**Dataset entries:**
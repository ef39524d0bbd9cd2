//! Substitution of matches using replacement templates.
//!
//! In a template, `$0` stands for the whole match and `$1`, `$2`, ... for the
//! capture groups. Digits after `$` are taken greedily for as long as they name
//! a group of the pattern, so with three groups `$12` is group 1 followed by a
//! literal `2`. A group that did not participate expands to nothing. A
//! backslash makes the next character literal, e.g. `\$1` produces `$1`.

use crate::match_result::MatchResult;
use crate::pattern::Regex;

impl Regex {
    /// Expands `template` for the match `m`.
    pub fn replacement_for(&self, m: &MatchResult, template: &str) -> String {
        expand(template, m)
    }

    /// Returns a copy of `subject` with the first match replaced by
    /// `template`. The match is recorded like [`Regex::first_match`] does.
    ///
    /// ```
    /// use regexkit::Regex;
    ///
    /// let greeting = Regex::new(r"h(ello) (\w+)").unwrap();
    /// assert_eq!(greeting.replacing_first("hello world", "H$1, $2!"), "Hello, world!");
    /// ```
    pub fn replacing_first(&self, subject: &str, template: &str) -> String {
        let Some(m) = self.first_match(subject) else {
            return subject.to_string();
        };
        let replacement = expand(template, &m);
        let mut output = String::with_capacity(subject.len() + replacement.len());
        output.push_str(&subject[..m.start()]);
        output.push_str(&replacement);
        output.push_str(&subject[m.end()..]);
        output
    }

    /// Returns a copy of `subject` with every match replaced by `template`.
    pub fn replacing_all(&self, subject: &str, template: &str) -> String {
        let mut output = String::with_capacity(subject.len());
        let mut last_end = 0;
        for m in self.matches_in(subject) {
            output.push_str(&subject[last_end..m.start()]);
            output.push_str(&expand(template, &m));
            last_end = m.end();
        }
        output.push_str(&subject[last_end..]);
        output
    }

    /// Replaces the first match in `subject` in place.
    pub fn replace_first(&self, subject: &mut String, template: &str) {
        *subject = self.replacing_first(subject, template);
    }

    /// Replaces every match in `subject` in place.
    pub fn replace_all(&self, subject: &mut String, template: &str) {
        *subject = self.replacing_all(subject, template);
    }
}

fn expand(template: &str, m: &MatchResult) -> String {
    let group_count = m.raw().number_of_ranges() - 1;
    let mut result = String::with_capacity(template.len());
    let mut chars = template.chars().peekable();
    while let Some(c) = chars.next() {
        match c {
            '\\' => result.push(chars.next().unwrap_or('\\')),
            '$' => {
                let Some(first) = chars.peek().and_then(|c| c.to_digit(10)) else {
                    result.push('$');
                    continue;
                };
                chars.next();
                let mut group = first as usize;
                while let Some(digit) = chars.peek().and_then(|c| c.to_digit(10)) {
                    let candidate = group * 10 + digit as usize;
                    if candidate > group_count {
                        break;
                    }
                    group = candidate;
                    chars.next();
                }
                if let Some(text) = group_text(m, group) {
                    result.push_str(text);
                }
            }
            _ => result.push(c),
        }
    }
    result
}

fn group_text(m: &MatchResult, group: usize) -> Option<&str> {
    if group == 0 {
        Some(m.as_str())
    } else {
        m.captures().get(group - 1)
    }
}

**Assigned task:**
Copy word for word the stretch of entries above from the line that has "as they name" through the line that has "to nothing. A", both ends included, and nothing outside it.

**Written solution:**
//! capture groups. Digits after `$` are taken greedily for as long as they name
//! a group of the pattern, so with three groups `$12` is group 1 followed by a
//! literal `2`. A group that did not participate expands to nothing. A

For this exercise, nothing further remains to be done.